While you may think of Museum Mile when you think of New York City museums, there are some well-known ones in Lower Manhattan like the 9/11 Memorial and Museums and a couple of smaller ones you should consider visiting.

9/11 Memorial and Museum

More than one person highly recommended I visit the 9/11 Memorial and Museum before my last trip to the city, My friend Mike advises that you should sign up in advance for the guided tour. “You get to crawl around the foundation of the 2 towers, many amazing artifacts. Spoiler alert, you will cry.” 

I was at the 9/11 site within 4 months of the attack when the site was still covered with memorials and pictures of those who were missing and it was moving and very interesting to return to the site now that it is a memorial. The memorial is at ground level and open to the public. The original shape of the foundations of the towers of the World Trade Center have been turned into a memorial reflecting pool with the names of the victims engraved on the side. 

9/11 Memorial and Museum

The 9/11 museum is much more about the victims and the heroic response than the act of terrorism. If you don’t take a tour you can still save yourself some time by buying skip the line tickets ahead of time.

  • Admission to the 9/11 Memorial and Museum is included in New York Pass.
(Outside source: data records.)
//! A single ledger node.

use serde::{Deserialize, Serialize};
use std::fmt;

use crate::error::{Error, Result};
use crate::id::AccountId;

/// One endpoint able to accept requests: the node's account id (which the
/// transaction body names as its target) and where to reach it.
#[derive(Debug, Clone, PartialEq, Eq, Hash, Serialize, Deserialize)]
pub struct Node {
    account_id: AccountId,
    address: String,
}

impl Node {
    /// `address` must be `host:port` with a numeric port.
    pub fn new(account_id: AccountId, address: impl Into<String>) -> Result<Self> {
        let address = address.into();
        let valid = address
            .rsplit_once(':')
            .is_some_and(|(host, port)| !host.is_empty() && port.parse::<u16>().is_ok());
        if !valid {
            return Err(Error::InvalidArgument(format!(
                "invalid node address {address:?}: expected host:port"
            )));
        }
        Ok(Self {
            account_id,
            address,
        })
    }

    /// For compile-time address books, which are known to be well formed.
    pub(crate) fn from_static(num: u64, address: &'static str) -> Self {
        Self {
            account_id: AccountId::new(0, 0, num),
            address: address.to_string(),
        }
    }

    pub fn account_id(&self) -> AccountId {
        self.account_id
    }

    pub fn address(&self) -> &str {
        &self.address
    }
}

impl fmt::Display for Node {
    fn fmt(&self, f: &mut fmt::Formatter<'_>) -> fmt::Result {
        write!(f, "{}@{}", self.account_id, self.address)
    }
}

#[cfg(test)]
mod tests {
    use super::*;

    #[test]
    fn accepts_host_port() {
        let node = Node::new(AccountId::new(0, 0, 3), "127.0.0.1:50211").unwrap();
        assert_eq!(node.address(), "127.0.0.1:50211");
        assert_eq!(node.to_string(), "0.0.3@127.0.0.1:50211");
    }

    #[test]
    fn rejects_missing_or_bad_port() {
        let id = AccountId::new(0, 0, 3);
        assert!(Node::new(id, "localhost").is_err());
        assert!(Node::new(id, "localhost:http").is_err());
        assert!(Node::new(id, ":50211").is_err());
        assert!(Node::new(id, "localhost:70000").is_err());
    }
}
Whitney Museum of American Art - May 2016

Whitney Museum of American Art

If you are looking for more highbrow than Lowen Brau, also near the southern end of the High Line is the Whitney Museum of American Art. This gallery focuses on 20th and 21st century American Art. The museum shares much of their collection on their website so you can easily see if it is something you will enjoy. If you like art but not this style of art, how about a street art tour on the Lower East Side instead?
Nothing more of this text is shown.